Note: Guest Writer contributor Fr. Robert Barbato, OFM Cap. (newly appointed Rector of the National Shrine of St. Francis of Assisi located in San Francisco Ca.), is writing for Fr. John DeLaRiva, OFM Cap. (newly appointed National Spiritual Assistant to the OFS).
A scribe asked Jesus, after being told to love his neighbor, “And just who is my neighbor?” Jesus replied, as we know, with the parable of the Good Samaritan. Jesus turned the question around, “Who was neighbor to the man in trouble?” The answer, of course, was the Samaritan, who treated the man with true love and concern. Jesus said, “Go, and do likewise.” He challenged the scribe (and all of us) not to think of how other people are neighbors to us, but how we can become neighbors by the way we treat them, even our enemies.
When Francis of Assisi started calling himself “Brother Francis,” he wasn’t just picking a title. He was expressing the relationship he wanted to have with the world. In his youth, Francis would never have thought of lepers as “neighbors,” let alone brothers and sisters. He loathed them and avoided them. It was the Lord who led him among them, as he himself tells us, and turned what was bitter into sweetness of soul and body. In other words, Francis learned to see not “lepers,” but Christian brothers and sisters, not a repugnant disease, but a person created in the image of God.
Francis tried to live out what it meant to call himself “brother,” even when it was diﬃcult. To consider those who ridiculed him, belittled him, and called him a fool as brother, was not easy. It took Francis much prayer and patience to learn how to be brother. This was true even when Francis found himself living with some of his friars who disagreed with him or who were simply diﬃcult to live with. As he struggled to learn to be brother to other people, he also came to the insight that he was a brother to all creatures, since every being is made by the same Creator. This, of course, led Francis to compose the “Canticle of the Creatures,” praising God in, through, and for all God’s creatures, like Brother Sun and Sister Moon.
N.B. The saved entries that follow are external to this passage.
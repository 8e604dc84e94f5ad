/*
 * SPDX-License-Identifier: Apache-2.0
 * Copyright 2025 ByteDance and/or its affiliates.
 */

pub fn normalize(raw: &str) -> String {
    raw.to_lowercase().replace('-', "_")
}
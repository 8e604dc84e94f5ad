/*
 * SPDX-License-Identifier: Apache-2.0
 * Copyright 2025 ByteDance and/or its affiliates.
 */

use std::fs::File;
use std::path::{Path, PathBuf};

use anyhow::anyhow;
use yaml_rust::Yaml;

/// Get an existing regular file path, relative paths are joined to `lookup_dir`.
fn as_file_path(v: &Yaml, lookup_dir: &Path) -> anyhow::Result<PathBuf> {
    let Yaml::String(s) = v else {
        return Err(anyhow!("yaml value type for path should be string"));
    };
    let path = PathBuf::from(s);
    let path = if path.is_absolute() {
        path
    } else {
        lookup_dir.join(path)
    };
    if !path.is_file() {
        return Err(anyhow!("path {} is not a regular file", path.display()));
    }
    path.canonicalize()
        .map_err(|e| anyhow!("invalid path {}: {e:?}", path.display()))
}

fn as_absolute_path(v: &Yaml) -> anyhow::Result<PathBuf> {
    let Yaml::String(s) = v else {
        return Err(anyhow!(
            "yaml value type for absolute path should be string"
        ));
    };
    let path = PathBuf::from(s);
    if path.is_relative() {
        return Err(anyhow!(
            "invalid value: {} is not an absolute path",
            path.display()
        ));
    }
    Ok(path)
}

pub(super) fn as_file(v: &Yaml, lookup_dir: Option<&Path>) -> anyhow::Result<(File, PathBuf)> {
    let path = match lookup_dir {
        Some(dir) => as_file_path(v, dir)?,
        None => as_absolute_path(v)?,
    };
    let file =
        File::open(&path).map_err(|e| anyhow!("failed to open file({}): {e:?}", path.display()))?;
    Ok((file, path))
}
/*
 * SPDX-License-Identifier: Apache-2.0
 * Copyright 2025 ByteDance and/or its affiliates.
 */

use std::future::Future;
use std::io;
use std::net::SocketAddr;
use std::time::Duration;

use async_trait::async_trait;
use log::debug;
use rustls_pki_types::ServerName;
use tokio::net::TcpStream;
use tokio_rustls::TlsConnector;

use burrow_io_ext::MaybeTlsStream;
use burrow_socks::v5;
use burrow_types::net::{
    ConnectOptions, ConnectTarget, Host, Socks5Proxy, TargetProtocol, UpstreamAddr,
};

use crate::{Dispatch, DispatchError, Socks5DispatcherConfig, Transport};

async fn lookup_first(host: &Host, port: u16) -> Result<SocketAddr, DispatchError> {
    match host {
        Host::Ip(ip) => Ok(SocketAddr::new(*ip, port)),
        Host::Domain(domain) => {
            let mut addrs = tokio::net::lookup_host((domain.as_ref(), port))
                .await
                .map_err(|e| DispatchError::ResolveFailed(host.clone(), e))?;
            addrs.next().ok_or_else(|| {
                DispatchError::ResolveFailed(
                    host.clone(),
                    io::Error::new(io::ErrorKind::NotFound, "no address resolved"),
                )
            })
        }
    }
}

async fn maybe_timeout<F: Future>(timeout: Option<Duration>, f: F) -> Option<F::Output> {
    match timeout {
        Some(t) => tokio::time::timeout(t, f).await.ok(),
        None => Some(f.await),
    }
}

/// Opens tunnels to targets through one socks5 proxy.
///
/// The config is fixed for the dispatcher lifetime, so concurrent connect
/// attempts share nothing mutable.
pub struct Socks5Dispatcher {
    config: Socks5DispatcherConfig,
}

impl Socks5Dispatcher {
    pub fn new(config: Socks5DispatcherConfig) -> Self {
        Socks5Dispatcher { config }
    }

    #[inline]
    pub fn proxy(&self) -> &Socks5Proxy {
        self.config.proxy()
    }

    #[inline]
    pub fn config(&self) -> &Socks5DispatcherConfig {
        &self.config
    }

    async fn resolve_target(&self, target: &ConnectTarget) -> Result<UpstreamAddr, DispatchError> {
        if self.config.resolve_locally && target.host().is_domain() {
            let addr = lookup_first(target.host(), target.port()).await?;
            Ok(UpstreamAddr::from_ip_and_port(addr.ip(), addr.port()))
        } else {
            Ok(target.upstream().clone())
        }
    }

    async fn tcp_connect_to_proxy(&self) -> Result<TcpStream, DispatchError> {
        let proxy = self.config.proxy.peer();
        let peer = lookup_first(proxy.host(), proxy.port()).await?;
        match maybe_timeout(self.config.connect_timeout, TcpStream::connect(peer)).await {
            Some(Ok(stream)) => Ok(stream),
            Some(Err(e)) => Err(DispatchError::TcpConnectFailed(proxy.clone(), e)),
            None => Err(DispatchError::TcpConnectTimeout(proxy.clone())),
        }
    }

    async fn timed_socks5_connect_to(
        &self,
        stream: &mut TcpStream,
        upstream: &UpstreamAddr,
    ) -> Result<(), DispatchError> {
        match maybe_timeout(
            self.config.negotiation_timeout,
            v5::client::socks5_connect_to(stream, upstream),
        )
        .await
        {
            Some(r) => r.map_err(DispatchError::SocksNegotiationFailed),
            None => Err(DispatchError::SocksNegotiationTimeout),
        }
    }

    /// Pick the tls server name: explicit override, then configured default,
    /// then the target host.
    fn tls_name(&self, target: &ConnectTarget) -> Result<ServerName<'static>, DispatchError> {
        if let Some(name) = target.tls_name() {
            return ServerName::try_from(name)
                .map(|n| n.to_owned())
                .map_err(|_| DispatchError::InvalidTlsName(name.to_string()));
        }
        if let Some(name) = &self.config.tls_name {
            return Ok(name.clone());
        }
        match target.host() {
            Host::Ip(ip) => Ok(ServerName::IpAddress((*ip).into())),
            Host::Domain(domain) => ServerName::try_from(domain.as_ref())
                .map(|n| n.to_owned())
                .map_err(|_| DispatchError::InvalidTlsName(domain.to_string())),
        }
    }

    async fn tls_handshake(
        &self,
        stream: TcpStream,
        tls_name: ServerName<'static>,
    ) -> Result<MaybeTlsStream<TcpStream>, DispatchError> {
        let tls_client = &self.config.tls_client;
        let connector = TlsConnector::from(tls_client.driver.clone());
        match tokio::time::timeout(
            tls_client.handshake_timeout,
            connector.connect(tls_name, stream),
        )
        .await
        {
            Ok(Ok(tls_stream)) => Ok(MaybeTlsStream::Tls(Box::new(tls_stream))),
            Ok(Err(e)) => Err(DispatchError::TlsHandshakeFailed(e)),
            Err(_) => Err(DispatchError::TlsHandshakeTimeout),
        }
    }

    /// Tunnel to `target`, with a tls session on top for https.
    ///
    /// The proxy connection is dropped, and so closed, on every failure
    /// after it has been opened.
    pub async fn connect_to(
        &self,
        target: &ConnectTarget,
    ) -> Result<MaybeTlsStream<TcpStream>, DispatchError> {
        let tls_name = match target.protocol() {
            TargetProtocol::Https => Some(self.tls_name(target)?),
            TargetProtocol::Http => None,
        };
        let upstream = self.resolve_target(target).await?;

        let mut stream = self.tcp_connect_to_proxy().await?;
        self.timed_socks5_connect_to(&mut stream, &upstream).await?;
        debug!(
            "socks5 tunnel to {upstream} established via {}",
            self.config.proxy.peer()
        );

        match tls_name {
            Some(name) => {
                let stream = self.tls_handshake(stream, name).await?;
                debug!("tls handshake with {upstream} done");
                Ok(stream)
            }
            None => Ok(MaybeTlsStream::Plain(stream)),
        }
    }
}

#[async_trait]
impl Dispatch for Socks5Dispatcher {
    async fn connect(&self, options: &ConnectOptions) -> Result<Transport, DispatchError> {
        let target = ConnectTarget::try_from(options)?;
        match self.connect_to(&target).await {
            Ok(stream) => Ok(Box::new(stream)),
            Err(e) => {
                debug!(
                    "connect to {}://{} via socks5 proxy {} failed: {e}",
                    target.protocol(),
                    target.upstream(),
                    self.config.proxy.peer()
                );
                Err(e)
            }
        }
    }
}

#[cfg(test)]
mod tests {
    use super::*;
    use crate::Socks5DispatcherConfigBuilder;

    fn dispatcher(builder: Socks5DispatcherConfigBuilder) -> Socks5Dispatcher {
        Socks5Dispatcher::new(builder.build().unwrap())
    }

    fn https_target(host: &str) -> ConnectTarget {
        let opts = ConnectOptions {
            hostname: Some(host.to_string()),
            protocol: Some("https:".to_string()),
            ..Default::default()
        };
        ConnectTarget::try_from(&opts).unwrap()
    }

    #[test]
    fn tls_name_from_host() {
        let d = dispatcher(Socks5DispatcherConfigBuilder::default());
        let name = d.tls_name(&https_target("target.example")).unwrap();
        assert_eq!(name, ServerName::try_from("target.example").unwrap());

        let name = d.tls_name(&https_target("10.0.0.1")).unwrap();
        assert!(matches!(name, ServerName::IpAddress(_)));
    }

    #[test]
    fn tls_name_priority() {
        let mut builder = Socks5DispatcherConfigBuilder::default();
        builder.set_tls_name(ServerName::try_from("default.example").unwrap());
        let d = dispatcher(builder);

        let name = d.tls_name(&https_target("target.example")).unwrap();
        assert_eq!(name, ServerName::try_from("default.example").unwrap());

        let mut target = https_target("target.example");
        target.set_tls_name("override.example".to_string());
        let name = d.tls_name(&target).unwrap();
        assert_eq!(name, ServerName::try_from("override.example").unwrap());
    }

    #[test]
    fn tls_name_invalid() {
        let d = dispatcher(Socks5DispatcherConfigBuilder::default());
        let e = d.tls_name(&https_target("bad name")).unwrap_err();
        assert!(matches!(e, DispatchError::InvalidTlsName(_)));
    }

    #[tokio::test]
    async fn resolve_target_kept() {
        let d = dispatcher(Socks5DispatcherConfigBuilder::default());
        let target = https_target("target.example");
        let upstream = d.resolve_target(&target).await.unwrap();
        assert_eq!(&upstream, target.upstream());
    }

    #[tokio::test]
    async fn resolve_target_locally() {
        let mut builder = Socks5DispatcherConfigBuilder::default();
        builder.set_resolve_locally(true);
        let d = dispatcher(builder);

        let target = https_target("127.0.0.1");
        let upstream = d.resolve_target(&target).await.unwrap();
        assert_eq!(upstream.to_string(), "127.0.0.1:443");

        let target = https_target("localhost");
        let upstream = d.resolve_target(&target).await.unwrap();
        assert!(!upstream.host().is_domain());
        assert_eq!(upstream.port(), 443);
    }

    #[tokio::test]
    async fn proxy_unreachable() {
        let listener = tokio::net::TcpListener::bind("127.0.0.1:0").await.unwrap();
        let addr = listener.local_addr().unwrap();
        drop(listener);

        let proxy = Socks5Proxy::new(UpstreamAddr::from_ip_and_port(addr.ip(), addr.port()), false);
        let d = dispatcher(Socks5DispatcherConfigBuilder::new(proxy));
        let e = d.connect_to(&https_target("target.example")).await.err().unwrap();
        assert!(matches!(e, DispatchError::TcpConnectFailed(_, _)));
    }

    #[tokio::test]
    async fn invalid_target() {
        let d = dispatcher(Socks5DispatcherConfigBuilder::default());
        let e = d.connect(&ConnectOptions::default()).await.err().unwrap();
        assert!(matches!(e, DispatchError::InvalidTarget(_)));
    }
}
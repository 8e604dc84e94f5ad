/*
 * SPDX-License-Identifier: Apache-2.0
 * Copyright 2025 ByteDance and/or its affiliates.
 */

use std::fmt;
use std::str::FromStr;

use thiserror::Error;

use super::{Host, UpstreamAddr};

#[derive(Debug, Error)]
pub enum TargetParseError {
    #[error("no target host found in connect options {0}")]
    NoHostFound(String),
}

/// Connection options as passed in by the http engine.
///
/// All fields are optional and loosely typed, the way an engine hands them
/// over. Use [`ConnectTarget::try_from`] to get a validated target.
#[derive(Clone, Debug, Default, Eq, PartialEq)]
pub struct ConnectOptions {
    pub hostname: Option<String>,
    pub host: Option<String>,
    pub port: Option<String>,
    pub protocol: Option<String>,
    pub servername: Option<String>,
}

#[derive(Clone, Copy, Debug, Eq, PartialEq)]
pub enum TargetProtocol {
    Http,
    Https,
}

impl TargetProtocol {
    pub const fn default_port(&self) -> u16 {
        match self {
            TargetProtocol::Http => 80,
            TargetProtocol::Https => 443,
        }
    }

    pub const fn as_str(&self) -> &'static str {
        match self {
            TargetProtocol::Http => "http",
            TargetProtocol::Https => "https",
        }
    }

    /// Anything that is not recognizably https is treated as plain http.
    fn from_option(v: Option<&str>) -> Self {
        match v.map(|s| s.trim_end_matches(':')) {
            Some(s) if s.eq_ignore_ascii_case("https") => TargetProtocol::Https,
            _ => TargetProtocol::Http,
        }
    }
}

impl fmt::Display for TargetProtocol {
    fn fmt(&self, f: &mut fmt::Formatter<'_>) -> fmt::Result {
        f.write_str(self.as_str())
    }
}

/// The real destination to tunnel to, derived once per connect attempt.
#[derive(Clone, Debug, Eq, PartialEq)]
pub struct ConnectTarget {
    upstream: UpstreamAddr,
    protocol: TargetProtocol,
    tls_name: Option<String>,
}

impl ConnectTarget {
    pub fn new(upstream: UpstreamAddr, protocol: TargetProtocol) -> Self {
        ConnectTarget {
            upstream,
            protocol,
            tls_name: None,
        }
    }

    pub fn set_tls_name(&mut self, name: String) {
        self.tls_name = Some(name);
    }

    #[inline]
    pub fn upstream(&self) -> &UpstreamAddr {
        &self.upstream
    }

    #[inline]
    pub fn host(&self) -> &Host {
        self.upstream.host()
    }

    #[inline]
    pub fn port(&self) -> u16 {
        self.upstream.port()
    }

    #[inline]
    pub fn protocol(&self) -> TargetProtocol {
        self.protocol
    }

    /// The server name override given by the caller, if any.
    pub fn tls_name(&self) -> Option<&str> {
        self.tls_name.as_deref()
    }
}

fn non_empty(v: &Option<String>) -> Option<&str> {
    v.as_deref().filter(|s| !s.is_empty())
}

impl TryFrom<&ConnectOptions> for ConnectTarget {
    type Error = TargetParseError;

    fn try_from(opts: &ConnectOptions) -> Result<Self, Self::Error> {
        // the tls server name is accepted as a last resort
        let host = non_empty(&opts.hostname)
            .or_else(|| non_empty(&opts.host))
            .or_else(|| non_empty(&opts.servername))
            .ok_or_else(|| TargetParseError::NoHostFound(format!("{opts:?}")))?;

        let protocol = TargetProtocol::from_option(opts.protocol.as_deref());
        let port = opts
            .port
            .as_deref()
            .and_then(|s| u16::from_str(s.trim()).ok())
            .filter(|p| *p != 0)
            .unwrap_or_else(|| protocol.default_port());

        let mut target = ConnectTarget::new(UpstreamAddr::new(Host::classify(host), port), protocol);
        if let Some(name) = non_empty(&opts.servername) {
            target.set_tls_name(name.to_string());
        }
        Ok(target)
    }
}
As followers of Francis, we emphasize the importance of fraternity, of being brothers and sisters to one another and to the world. It is true that God calls us into fraternity to support one another and ﬁnd strength in our brothers and sisters. But frankly, God also calls us into fraternity to learn to put up with one another, to be patient with one another, to learn to thank God for that brother or sister who is the most annoying. Fraternity begins with our prayer for one another and our openness to the idea that each person is made in the image and likeness of God, no matter how hard that may be to imagine in real life! Like Francis, if we call ourselves “brother” or “sister” and try to live out what that title means, we will be led by the Spirit into deep solidarity with all creation and ﬁnd true joy, for the Lord can turn what is bitter into sweetness of soul and body. Is it easy? No. Is it worth it? Deﬁnitely.
May the Lord bless and keep you always!